The DKU-CMRI System for the ASVspoof 2021 Challenge: Vocoder based Replay Channel Response Estimation

Xingming Wang, Xiaoyi Qin, Tinglong Zhu, Chao Wang, Shilei Zhang, Ming Li

This paper describes our submitted DKU-CMRI system for the ASVspoof2021 challenge. For the PA task, assuming that the vocoder can partially eliminate the replay channel information, we used the difference between the vocoder filtered audio and the original audio as the input feature and adopt multiple outlier detection models as the backend classifier.

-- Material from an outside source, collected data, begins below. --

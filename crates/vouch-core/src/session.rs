//! Per-call session record.

use std::sync::Arc;

use bytes::Bytes;
use tracing::{debug, trace};
use uuid::Uuid;

use vouch_crypto::{Contact, Identity, SecurityClass};
use vouch_protocol::codec::{decode_frame, encode_frame};
use vouch_protocol::{PeerFrame, Role};

use crate::audio::{ChunkVerdict, SecureAudioChannel};
use crate::bootstrap::ConnectionBootstrap;
use crate::error::{CallError, VerificationFailure};
use crate::handshake::{session_binding, Handshake};

/// Verification status of a session. Moves forward only: once revoked a
/// session never becomes verified again.
#[derive(Debug, Clone, Copy, PartialEq, Eq, Default)]
pub enum Verification {
    #[default]
    Pending,
    Verified,
    Revoked,
}

#[derive(Debug, PartialEq, Eq)]
pub enum DataOutcome {
    /// Handshake frame consumed, not yet verified.
    Progress,
    /// This frame completed verification.
    Verified,
    Audio(Bytes),
    Ignored,
}

pub struct Session {
    pub id: Uuid,
    pub contact: Contact,
    pub role: Role,
    pub security: SecurityClass,
    pub bootstrap: ConnectionBootstrap,
    identity: Arc<Identity>,
    verification: Verification,
    offer: Option<String>,
    answer: Option<String>,
    handshake: Option<Handshake>,
    audio: Option<SecureAudioChannel>,
}

impl Session {
    pub fn new(
        identity: Arc<Identity>,
        contact: Contact,
        role: Role,
        bootstrap: ConnectionBootstrap,
        security: SecurityClass,
    ) -> Self {
        Self {
            id: Uuid::new_v4(),
            contact,
            role,
            security,
            bootstrap,
            identity,
            verification: Verification::Pending,
            offer: None,
            answer: None,
            handshake: None,
            audio: None,
        }
    }

    pub fn offer(&self) -> Option<&str> {
        self.offer.as_deref()
    }

    pub fn set_offer(&mut self, blob: String) {
        self.offer = Some(blob);
    }

    pub fn answer(&self) -> Option<&str> {
        self.answer.as_deref()
    }

    pub fn set_answer(&mut self, blob: String) {
        self.answer = Some(blob);
    }

    /// Whether the peer knows about this session (an offer went out or came in).
    pub fn peer_aware(&self) -> bool {
        self.offer.is_some()
    }

    pub fn verification(&self) -> Verification {
        self.verification
    }

    pub fn is_verified(&self) -> bool {
        self.verification == Verification::Verified
    }

    pub fn revoke(&mut self) {
        self.verification = Verification::Revoked;
    }

    /// The contact's key cannot be trusted for this session.
    pub fn compromise(&mut self) {
        self.security = SecurityClass::Compromised;
        self.revoke();
    }

    /// Start the handshake after the channel connected. Sends the
    /// initiator's challenge.
    pub fn begin_handshake(&mut self) -> Result<(), CallError> {
        if self.handshake.is_some() {
            return Ok(());
        }
        let (Some(offer), Some(answer)) = (self.offer.as_deref(), self.answer.as_deref()) else {
            return Err(CallError::InvalidSignal(
                "connected before offer and answer were exchanged".into(),
            ));
        };
        let binding = session_binding(offer, answer);

        let mut handshake = Handshake::new(
            self.role,
            self.identity.clone(),
            self.contact.clone(),
            binding,
        );
        let first = handshake.start();
        self.handshake = Some(handshake);
        self.audio = Some(SecureAudioChannel::new(
            self.identity.clone(),
            self.contact.clone(),
            binding,
        ));

        match first {
            Ok(Some(frame)) => self.send_frame(&frame),
            Ok(None) => Ok(()),
            Err(e) => {
                self.revoke();
                Err(e.into())
            }
        }
    }

    fn send_frame(&mut self, frame: &PeerFrame) -> Result<(), CallError> {
        let payload =
            encode_frame(frame).map_err(|e| CallError::Transport(e.to_string()))?;
        trace!(session = %self.id, frame = frame.label(), len = payload.len(), "frame sent");
        self.bootstrap.send(payload)
    }

    /// Process one inbound payload from the peer channel.
    pub fn handle_data(&mut self, data: Vec<u8>) -> Result<DataOutcome, CallError> {
        if self.verification == Verification::Revoked {
            return Ok(DataOutcome::Ignored);
        }
        let frame = match decode_frame(&data) {
            Ok(frame) => frame,
            Err(e) => {
                debug!(session = %self.id, "undecodable peer frame: {}", e);
                self.revoke();
                return Err(VerificationFailure::MalformedProof("peer frame").into());
            }
        };

        match frame {
            PeerFrame::Audio(chunk) => {
                let verified = self.is_verified();
                let Some(audio) = self.audio.as_mut() else {
                    return Ok(DataOutcome::Ignored);
                };
                match audio.open(verified, chunk) {
                    ChunkVerdict::Deliver(bytes) => Ok(DataOutcome::Audio(bytes)),
                    ChunkVerdict::Dropped => {
                        trace!(session = %self.id, "audio before verification dropped");
                        Ok(DataOutcome::Ignored)
                    }
                    ChunkVerdict::Forged => {
                        self.revoke();
                        Err(VerificationFailure::ForgedAudio.into())
                    }
                }
            }
            handshake_frame => {
                let Some(handshake) = self.handshake.as_mut() else {
                    self.revoke();
                    return Err(VerificationFailure::UnexpectedFrame(handshake_frame.label()).into());
                };
                let outcome = match handshake.handle(&handshake_frame) {
                    Ok(outcome) => outcome,
                    Err(e) => {
                        self.revoke();
                        return Err(e.into());
                    }
                };
                if let Some(reply) = &outcome.reply {
                    self.send_frame(reply)?;
                }
                if outcome.verified && self.verification == Verification::Pending {
                    self.verification = Verification::Verified;
                    return Ok(DataOutcome::Verified);
                }
                Ok(DataOutcome::Progress)
            }
        }
    }

    /// Sign and send a local audio chunk. Returns `false` without sending
    /// while the session is not verified.
    pub fn send_audio(&mut self, chunk: &[u8]) -> Result<bool, CallError> {
        let verified = self.is_verified();
        let Some(audio) = self.audio.as_mut() else {
            return Ok(false);
        };
        let frame = audio
            .seal(verified, chunk)
            .map_err(|_| CallError::from(VerificationFailure::LocalSigning))?;
        match frame {
            Some(frame) => {
                self.send_frame(&frame)?;
                Ok(true)
            }
            None => Ok(false),
        }
    }

    /// Close the channel and release media. The session can no longer be
    /// verified afterwards.
    pub fn close(&mut self) {
        self.revoke();
        self.bootstrap.close();
    }
}

impl Drop for Session {
    fn drop(&mut self) {
        self.close();
    }
}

In addition, the pyroomacoustic toolkit and speed perturbation are applied to enhance the system performance. For the LA task, we adopt the Opus codec and the SoX toolkit to augment the training data, and RawNet2 and LFCC-LCNN models are utilized to determine the spoof/bona fide audio. In the evaluation phase, the proposed methods achieve 0.6824 min t-DCF and 24.25% EER on the PA task, and 0.3310 min t-DCF and 8.23% EER on the LA task, respectively. Experimental results demonstrate the strong robustness and generalization ability of our submitted system for the PA task.